▶ The problem: Across the whole listing, copy out every line that includes the string "disable".

* * * *

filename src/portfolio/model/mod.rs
pub mod fee_config;
pub mod group;
pub mod strategy;
pub mod trade_log;

pub use fee_config::FeeConfig;
pub use group::{Asset, Group};
pub use strategy::{
    BaselineSnapshot, Deviation, ExecutionStatus, Frequency, FrequencyUnit, LastResult, Side,
    SnapshotAsset, Strategy, TradeAction, TradingMode,
};
pub use trade_log::TradeLogEntry;
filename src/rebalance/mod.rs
pub mod comparator;
pub mod engine;
pub mod scheduler;
pub mod service;
pub mod strategy_state;

pub use comparator::{ComparisonReport, PerformanceComparator};
pub use engine::{RebalanceEngine, RunOutcome, SkipReason};
pub use scheduler::RebalanceScheduler;
pub use service::StrategyService;
pub use strategy_state::{StrategyState, StrategyUpdate};
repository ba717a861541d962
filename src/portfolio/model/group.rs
use serde::{Deserialize, Serialize};

use crate::portfolio::model::strategy::Strategy;

/// 单个持仓资产
///
/// `symbol` 为空字符串时表示该资产不可交易（不刷新价格、不参与调仓），
/// `price` 仅为最近一次刷新的标记价格，两次刷新之间不保证准确。
#[derive(Debug, Clone, Serialize, Deserialize)]
#[serde(rename_all = "camelCase")]
pub struct Asset {
    pub id: String,
    pub symbol: String,
    pub name: String,
    pub quantity: f64,
    pub price: f64,
    #[serde(default)]
    pub created_at: i64,
    #[serde(default)]
    pub updated_at: Option<i64>,
}

impl Asset {
    pub fn new(symbol: &str, name: &str, quantity: f64, price: f64) -> Self {
        Self {
            id: uuid::Uuid::new_v4().to_string(),
            symbol: symbol.to_string(),
            name: name.to_string(),
            quantity,
            price,
            created_at: chrono::Utc::now().timestamp_millis(),
            updated_at: None,
        }
    }

    /// 当前市值
    pub fn market_value(&self) -> f64 {
        self.price * self.quantity
    }

    /// 是否可交易（有交易对符号）
    pub fn is_tradable(&self) -> bool {
        !self.symbol.is_empty()
    }
}

/// 资产组：一组共享同一个调仓策略的持仓
#[derive(Debug, Clone, Serialize, Deserialize)]
#[serde(rename_all = "camelCase")]
pub struct Group {
    pub id: String,
    pub name: String,
    #[serde(default)]
    pub assets: Vec<Asset>,
    #[serde(default)]
    pub strategy: Option<Strategy>,
}

impl Group {
    pub fn new(name: &str) -> Self {
        Self {
            id: uuid::Uuid::new_v4().to_string(),
            name: name.to_string(),
            assets: Vec::new(),
            strategy: None,
        }
    }

    /// 可交易资产的总市值
    pub fn total_value(&self) -> f64 {
        self.assets
            .iter()
            .filter(|a| a.is_tradable())
            .map(|a| a.market_value())
            .sum()
    }
}
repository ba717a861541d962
pub mod app;
pub mod app_config;
pub mod config;
pub mod error;
pub mod exchange;
pub mod portfolio;
pub mod rebalance;
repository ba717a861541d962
pub mod model;
pub mod store;
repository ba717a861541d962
//! 策略控制面：供外层 API/UI 调用的全部操作入口。

use std::sync::Arc;

use anyhow::Result;

use crate::portfolio::model::{FeeConfig, LastResult, Strategy, TradeLogEntry};
use crate::portfolio::store::Store;
use crate::rebalance::comparator::{ComparisonReport, PerformanceComparator};
use crate::rebalance::engine::{RebalanceEngine, RunOutcome};
use crate::rebalance::strategy_state::{StrategyState, StrategyUpdate};

/// 默认返回的交易日志条数
const DEFAULT_TRADE_LOG_LIMIT: usize = 50;

/// 调仓策略服务门面。
/// 手动操作同步返回结果；后台定时触发只记日志（见调度器）。
pub struct StrategyService {
    store: Arc<dyn Store>,
    state: StrategyState,
    engine: Arc<RebalanceEngine>,
    comparator: PerformanceComparator,
}

impl StrategyService {
    pub fn new(
        store: Arc<dyn Store>,
        state: StrategyState,
        engine: Arc<RebalanceEngine>,
        comparator: PerformanceComparator,
    ) -> Self {
        Self {
            store,
            state,
            engine,
            comparator,
        }
    }

    /// 当前策略配置（不存在时懒创建默认值）
    pub async fn strategy(&self, group_id: &str) -> Result<Strategy> {
        self.state.get_or_init(group_id).await
    }

    /// 部分更新策略配置
    pub async fn update_strategy(&self, group_id: &str, update: StrategyUpdate) -> Result<Strategy> {
        self.state.configure(group_id, update).await
    }

    /// 启用策略并捕获基准
    pub async fn enable(&self, group_id: &str) -> Result<Strategy> {
        self.state.enable(group_id).await
    }

    /// 停用策略，基准保留
    pub async fn disable(&self, group_id: &str) -> Result<Strategy> {
        self.state.disable(group_id).await
    }

    /// 同步执行一次调仓并返回结果
    pub async fn run_once(&self, group_id: &str) -> Result<RunOutcome> {
        self.engine.run_once(group_id).await
    }

    /// 最近一次调仓结果，从未跑过时为 None
    pub async fn last_result(&self, group_id: &str) -> Result<Option<LastResult>> {
        let strategy = self.state.get_or_init(group_id).await?;
        Ok(strategy.last_result)
    }

    /// 策略业绩比较（可选计费）
    pub async fn comparison(&self, group_id: &str, with_fees: bool) -> Result<ComparisonReport> {
        self.comparator.compare(group_id, with_fees).await
    }

    /// 某组最近的交易日志
    pub async fn trade_logs(
        &self,
        group_id: &str,
        limit: Option<usize>,
    ) -> Result<Vec<TradeLogEntry>> {
        self.store
            .trade_logs_for_group(group_id, Some(limit.unwrap_or(DEFAULT_TRADE_LOG_LIMIT)))
            .await
    }

    pub async fn fee_config(&self) -> Result<FeeConfig> {
        self.store.fee_config().await
    }

    /// 更新手续费配置；费率越界时拒绝且不做任何部分更新
    pub async fn update_fee_config(&self, config: FeeConfig) -> Result<FeeConfig> {
        config.validate()?;
        self.store.save_fee_config(&config).await?;
        Ok(config)
    }
}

* * * *

▶ Exercise output:
    pub async fn disable(&self, group_id: &str) -> Result<Strategy> {
        self.state.disable(group_id).await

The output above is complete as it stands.